The hardware means the physical realization of the components of the tracking system. It includes the number of components, and the size and weight of those components, especially those that the user is required to carry (or wear). Some systems may have a significant amount of hardware that must be set up in the environment, although it may need no further attention from the user once in position. Ideally, the application would like to give the user complete freedom of movement. Some devices tether the user to a fixed object. Some systems may have a heavy or unwieldy device which the user must manipulate in order to move. Some devices have a tendency to pull the user back to a “resting position” for the device. The hardware also determines the biggest part of the costs and therefore is very often a decisive factor for the choice of the applied motion tracking system

Non-vision Based Motion Capture

In non-vision based systems, sensors are attached to the human body to collect movement information. Some of them have a small sensing footprint that they can detect small changes such as finger or toe movement (Hu, A survey – human movement tracking and stroke rehabilitation, 1996). Each kind of sensor has advantages and limitations (Hu, A survey – human movement tracking and stroke rehabilitation, 1997).

Advantages of magnetic trackers:

  • real-time data output can provide immediate feedback
  • no post processing is required
  • they are less expensive than optical systems
  • no occlusion problem is observed
  • multiple performers are possible

Disadvantages of magnetic trackers:

  • the trackers are sensitivity to metal objects
  • cables restricts the performers
  • they provide lower sampling rate than some optical systems
  • the marker configurations are difficult to change

Advantages of electromechanical body suits:

  • they are less expensive than optical and magnetic systems
  • real-time data is possible
  • no occlusion problem is observed
  • multiple performers are possible

Disadvantages of electromechanical body suits:

  • they provide lower sampling rate
  • they are difficult to use due to the amount of hardware
  • configuration of sensors is fixed

Vision-Based Motion Capture with Markers

In 1973, Johansson explored his famous Moving Light Display (MLD) psychological experiment to perceive biological motion (Johansson). In the experiment, small reflective markers are attached to the joints of the human performers. When the patterns of the movements are observed, the integration of the signals coming from the markers resulted in recognition of actions. Although the method faces the challenges such as errors, non-robustness and expensive computation due to environmental constraints, mutual occlusion and complicated processing, many marker based tracking systems are available in the market.
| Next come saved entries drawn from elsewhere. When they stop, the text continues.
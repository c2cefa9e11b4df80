// benches/expand.rs - pattern compilation and expansion

use bracketed_pattern::BracketedPattern;
use criterion::{black_box, criterion_group, criterion_main, BenchmarkId, Criterion, Throughput};
use std::time::Duration;

// Include the test fixtures module
include!("../src/fixtures.rs");

/// Benchmark compiling each fixture pattern
fn bench_compile(c: &mut Criterion) {
    let mut group = c.benchmark_group("compile");

    for (i, source) in PATTERNS.iter().enumerate() {
        group.bench_with_input(BenchmarkId::new("pattern", i), source, |b, source| {
            b.iter(|| black_box(BracketedPattern::new(black_box(*source))));
        });
    }

    group.finish();
}

/// Benchmark expanding every record of a store
fn bench_expand_store(c: &mut Criterion) {
    let mut group = c.benchmark_group("expand_store");
    group.measurement_time(Duration::from_secs(5));

    for &size in &[10, 100, 1000] {
        let db = generate_store(size);
        group.throughput(Throughput::Elements(db.entries().len() as u64));

        for (i, source) in PATTERNS.iter().enumerate() {
            let pattern = BracketedPattern::new(*source);
            group.bench_with_input(
                BenchmarkId::new(format!("pattern{i}"), size),
                &db,
                |b, db| {
                    b.iter(|| {
                        for entry in db.entries() {
                            black_box(pattern.expand(entry, Some(db)).unwrap());
                        }
                    });
                },
            );
        }
    }

    group.finish();
}

/// Benchmark the one-shot helper against a precompiled pattern
fn bench_one_shot(c: &mut Criterion) {
    let mut group = c.benchmark_group("one_shot");
    let db = generate_store(VENUE_RECORDS.len());
    let entry = record(&VENUE_RECORDS[0]);
    let pattern = BracketedPattern::new(PATTERNS[1]);

    group.bench_function("expand_brackets", |b| {
        b.iter(|| {
            black_box(bracketed_pattern::expand_brackets(
                black_box(PATTERNS[1]),
                ';',
                &entry,
                Some(&db),
            ))
        });
    });

    group.bench_function("precompiled", |b| {
        b.iter(|| black_box(pattern.expand(&entry, Some(&db)).unwrap()));
    });

    group.finish();
}

criterion_group!(benches, bench_compile, bench_expand_store, bench_one_shot);
criterion_main!(benches);
use bracketed_pattern::{BracketedPattern, DatabaseBuilder, Entry};
use proptest::prelude::*;

fn kitsune() -> Entry<'static> {
    Entry::default()
        .with_field("author", "O. Kitsune")
        .with_field("year", "2017")
        .with_field("pages", "213--216")
}

proptest! {
    #[test]
    fn expansion_is_deterministic(source in r#"[\[\]a-z:_()" 0-9]{0,30}"#) {
        let pattern = BracketedPattern::new(source.as_str());
        let record = kitsune();
        let first = pattern.expand(&record, None).unwrap();
        let second = pattern.expand(&record, None).unwrap();
        prop_assert_eq!(first, second);
    }

    #[test]
    fn arbitrary_patterns_never_fail(source in "\\PC{0,40}") {
        let pattern = BracketedPattern::new(source.as_str());
        prop_assert!(pattern.expand(&kitsune(), None).is_ok());
    }

    #[test]
    fn resolvable_key_survives_unmatched_brackets(
        prefix in r#"[a-z_ "\[\]]{0,8}"#,
        suffix in r#"[a-z_ "\[\]]{0,8}"#,
        closed in any::<bool>(),
    ) {
        let source = if closed {
            format!("{prefix}[year]{suffix}")
        } else {
            format!("{prefix}[year")
        };
        let expanded = BracketedPattern::new(source).expand(&kitsune(), None).unwrap();
        prop_assert!(expanded.contains("2017"));
    }

    #[test]
    fn macro_expands_like_literal(value in "[A-Za-z][A-Za-z ]{0,19}") {
        let db = DatabaseBuilder::new().string("alias", value.clone()).build();
        let via_macro = Entry::default().with_field("author", "#alias#");
        let literal = Entry::default().with_field("author", value);

        for source in ["[author]", "[auth]", "[authors:lower]"] {
            let pattern = BracketedPattern::new(source);
            prop_assert_eq!(
                pattern.expand(&via_macro, Some(&db)).unwrap(),
                pattern.expand(&literal, Some(&db)).unwrap()
            );
        }
    }

    #[test]
    fn lowercase_is_idempotent(value in "\\PC{0,20}") {
        let record = Entry::default().with_field("title", value);
        let once = BracketedPattern::new("[title:lower]").expand(&record, None).unwrap();
        let twice = BracketedPattern::new("[title:lower:lower]").expand(&record, None).unwrap();
        prop_assert_eq!(once, twice);
    }

    #[test]
    fn child_inherits_parent_author(author in "[A-Z][a-z]{1,10}( and [A-Z][a-z]{1,10})?") {
        let db = DatabaseBuilder::new()
            .entry(Entry::default().with_key("parent").with_field("author", author.clone()))
            .build();
        let child = Entry::default().with_field("crossref", "parent");

        let pattern = BracketedPattern::new("[author]|[bibtexkey]");
        prop_assert_eq!(pattern.expand(&child, Some(&db)).unwrap(), format!("{author}|"));
    }
}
This is a technique that uses optical sensors, e.g. cameras, to track human movements, which are captured by placing markers upon the human body. Human skeleton is a highly articulated structure and moves in three-dimension. For this reason, each body part continuously moves in and out of occlusion from the view of the cameras, resulting in inconsistent and unreliable motion data of the human body. One major drawback of using optical sensors and markers, they cannot sense joint rotation accurately. This is a major drawback in representing a real 3D model (Hu, A survey – human movement tracking and stroke rehabilitation, 1997). Optical systems have advantages and limitations (Perales, 2001).

Advantages of optical systems are as follows:

  • they are more accurate
  • larger number of markers are possible
  • no cables restricts the performers
  • they produces more samples per second

Disadvantages of optical systems:

  • they require post-processing
  • they are expensive (between 100, 000 and 250, 000)
  • occlusion is a problem in these systems
  • environment of the capturing must be away from yellow light and reflective noise

Vision-Based Motion Capture without Markers

As a less restrictive motion capture technique, markerless-based systems are capable of overcoming the mutual occlusion problem as they are only concerned about boundaries or features on human bodies. This is an active and promising but also challenging research area in the last decade. The research with respect to this area is still ongoing (Hu, A survey – human movement tracking and stroke rehabilitation, 1996). The markerless-based motion capture technique exploits external sensors like cameras to track the movement of the human body. A camera can be of a resolution of a million pixels. This is one of the main reasons that optical sensors attracted people’s attention. However, such vision-based techniques require intensive computational power (Bryson, 1993). As a commonly used framework, 2D motion tracking only concerns the human movement in an image plane, although sometimes people intend to project a 3D structure into its image plane for processing purposes. This approach can be catalogued with and without explicit shape models (Hu, A survey – human movement tracking and stroke rehabilitation, 1996). The creation of motion capture data from a single video stream seems like a plausible idea. People are able to watch a video and understand the motion, but clearly, the computing the human motion parameters from a video stream are a challenging task (Ferrier, June 2002). Vision-based motion capture techniques usually include initialization and tracking steps.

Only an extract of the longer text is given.